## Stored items
━━━━━━━━━━━━━━━━
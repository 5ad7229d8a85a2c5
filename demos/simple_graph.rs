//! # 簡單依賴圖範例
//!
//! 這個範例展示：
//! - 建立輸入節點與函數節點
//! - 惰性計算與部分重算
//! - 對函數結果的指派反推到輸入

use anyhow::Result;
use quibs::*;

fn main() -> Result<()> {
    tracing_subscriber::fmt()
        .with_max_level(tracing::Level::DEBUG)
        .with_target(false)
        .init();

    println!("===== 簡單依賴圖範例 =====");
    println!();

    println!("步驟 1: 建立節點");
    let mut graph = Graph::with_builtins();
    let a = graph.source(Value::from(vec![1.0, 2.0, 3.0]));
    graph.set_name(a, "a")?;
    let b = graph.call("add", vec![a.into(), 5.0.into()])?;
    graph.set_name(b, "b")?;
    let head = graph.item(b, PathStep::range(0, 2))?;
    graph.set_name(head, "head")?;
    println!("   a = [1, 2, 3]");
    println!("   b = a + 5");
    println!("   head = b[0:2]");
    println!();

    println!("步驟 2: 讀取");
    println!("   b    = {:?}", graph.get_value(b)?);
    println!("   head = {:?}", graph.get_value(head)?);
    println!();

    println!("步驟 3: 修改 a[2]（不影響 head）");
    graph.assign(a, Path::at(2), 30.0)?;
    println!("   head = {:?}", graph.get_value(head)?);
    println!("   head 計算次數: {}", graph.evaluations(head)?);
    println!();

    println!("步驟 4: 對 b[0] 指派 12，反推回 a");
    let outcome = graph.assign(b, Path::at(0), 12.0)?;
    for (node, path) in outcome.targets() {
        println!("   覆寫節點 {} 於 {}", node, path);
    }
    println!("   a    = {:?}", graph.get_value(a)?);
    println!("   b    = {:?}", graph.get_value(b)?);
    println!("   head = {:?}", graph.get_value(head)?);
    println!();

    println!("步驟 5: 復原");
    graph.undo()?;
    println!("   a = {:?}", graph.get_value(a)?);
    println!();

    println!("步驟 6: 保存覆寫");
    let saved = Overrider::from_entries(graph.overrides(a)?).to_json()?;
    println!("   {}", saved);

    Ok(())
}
━━━━━━━━━━━━━━━━
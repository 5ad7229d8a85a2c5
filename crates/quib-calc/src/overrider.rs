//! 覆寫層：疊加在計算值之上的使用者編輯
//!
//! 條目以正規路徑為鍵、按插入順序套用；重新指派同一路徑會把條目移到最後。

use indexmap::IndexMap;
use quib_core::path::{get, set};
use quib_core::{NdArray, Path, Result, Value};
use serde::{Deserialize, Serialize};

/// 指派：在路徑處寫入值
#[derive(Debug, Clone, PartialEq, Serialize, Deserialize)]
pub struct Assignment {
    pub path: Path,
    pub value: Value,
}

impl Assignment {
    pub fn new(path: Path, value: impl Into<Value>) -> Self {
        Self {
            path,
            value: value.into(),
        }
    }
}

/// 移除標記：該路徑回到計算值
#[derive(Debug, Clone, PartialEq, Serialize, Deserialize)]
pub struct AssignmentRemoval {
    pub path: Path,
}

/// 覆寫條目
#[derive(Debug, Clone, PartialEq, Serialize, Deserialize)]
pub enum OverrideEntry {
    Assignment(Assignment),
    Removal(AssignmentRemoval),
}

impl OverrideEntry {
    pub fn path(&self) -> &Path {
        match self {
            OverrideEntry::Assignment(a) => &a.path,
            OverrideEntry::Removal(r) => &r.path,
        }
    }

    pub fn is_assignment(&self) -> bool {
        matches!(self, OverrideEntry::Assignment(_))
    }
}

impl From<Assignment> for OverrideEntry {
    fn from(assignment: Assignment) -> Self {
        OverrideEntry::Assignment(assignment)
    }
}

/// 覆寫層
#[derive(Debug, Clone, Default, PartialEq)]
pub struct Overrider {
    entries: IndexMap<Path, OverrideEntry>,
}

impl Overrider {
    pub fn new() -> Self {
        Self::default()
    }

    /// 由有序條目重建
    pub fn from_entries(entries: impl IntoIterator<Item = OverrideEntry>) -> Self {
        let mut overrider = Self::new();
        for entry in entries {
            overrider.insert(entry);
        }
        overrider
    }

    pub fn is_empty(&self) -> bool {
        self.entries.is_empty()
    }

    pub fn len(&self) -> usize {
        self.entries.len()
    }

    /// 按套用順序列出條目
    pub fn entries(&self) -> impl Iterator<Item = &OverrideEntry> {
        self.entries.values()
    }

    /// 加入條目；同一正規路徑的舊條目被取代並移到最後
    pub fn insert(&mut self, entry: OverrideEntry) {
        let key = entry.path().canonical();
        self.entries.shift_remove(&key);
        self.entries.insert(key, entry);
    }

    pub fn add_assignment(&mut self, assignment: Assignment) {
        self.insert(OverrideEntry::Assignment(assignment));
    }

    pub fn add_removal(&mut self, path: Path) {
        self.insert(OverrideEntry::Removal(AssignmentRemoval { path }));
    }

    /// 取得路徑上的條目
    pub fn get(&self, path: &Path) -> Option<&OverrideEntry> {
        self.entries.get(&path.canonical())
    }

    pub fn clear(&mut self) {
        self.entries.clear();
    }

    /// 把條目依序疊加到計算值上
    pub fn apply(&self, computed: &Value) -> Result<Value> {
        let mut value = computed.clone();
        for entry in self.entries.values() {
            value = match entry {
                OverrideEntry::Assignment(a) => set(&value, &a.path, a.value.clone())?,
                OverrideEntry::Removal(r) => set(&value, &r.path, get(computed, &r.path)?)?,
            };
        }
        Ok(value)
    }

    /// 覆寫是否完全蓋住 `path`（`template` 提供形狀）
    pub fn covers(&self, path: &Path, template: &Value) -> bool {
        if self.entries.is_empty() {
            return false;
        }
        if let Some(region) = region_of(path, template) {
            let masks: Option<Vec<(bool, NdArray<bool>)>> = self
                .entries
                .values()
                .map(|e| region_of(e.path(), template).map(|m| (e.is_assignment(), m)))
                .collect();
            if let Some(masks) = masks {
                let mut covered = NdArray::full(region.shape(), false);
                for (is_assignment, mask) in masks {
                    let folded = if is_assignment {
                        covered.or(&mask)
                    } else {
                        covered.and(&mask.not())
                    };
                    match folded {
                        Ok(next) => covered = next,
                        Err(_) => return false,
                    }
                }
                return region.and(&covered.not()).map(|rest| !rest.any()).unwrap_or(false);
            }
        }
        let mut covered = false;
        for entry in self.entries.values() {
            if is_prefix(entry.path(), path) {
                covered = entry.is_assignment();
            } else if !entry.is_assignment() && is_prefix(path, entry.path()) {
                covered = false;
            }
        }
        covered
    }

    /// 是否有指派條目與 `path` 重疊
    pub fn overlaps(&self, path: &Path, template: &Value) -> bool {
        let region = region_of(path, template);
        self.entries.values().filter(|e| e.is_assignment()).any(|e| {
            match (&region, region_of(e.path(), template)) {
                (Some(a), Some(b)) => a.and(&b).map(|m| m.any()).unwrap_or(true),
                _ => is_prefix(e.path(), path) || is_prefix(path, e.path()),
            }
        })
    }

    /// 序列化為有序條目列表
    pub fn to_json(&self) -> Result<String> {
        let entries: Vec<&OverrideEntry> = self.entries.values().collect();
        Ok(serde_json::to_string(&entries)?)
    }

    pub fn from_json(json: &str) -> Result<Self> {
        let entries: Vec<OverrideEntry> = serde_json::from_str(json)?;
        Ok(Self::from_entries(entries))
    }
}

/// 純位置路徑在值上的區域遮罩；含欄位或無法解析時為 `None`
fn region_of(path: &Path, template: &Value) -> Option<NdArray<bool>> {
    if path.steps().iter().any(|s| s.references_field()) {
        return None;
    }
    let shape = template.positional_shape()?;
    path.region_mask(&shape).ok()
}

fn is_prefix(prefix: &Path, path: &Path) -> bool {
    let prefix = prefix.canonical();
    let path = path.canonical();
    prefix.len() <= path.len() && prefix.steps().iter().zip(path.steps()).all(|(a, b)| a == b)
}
━━━━━━━━━━━━━━━━
Each line in the entries above that includes the string "collect" should be extracted.

                .collect();
        let entries: Vec<&OverrideEntry> = self.entries.values().collect();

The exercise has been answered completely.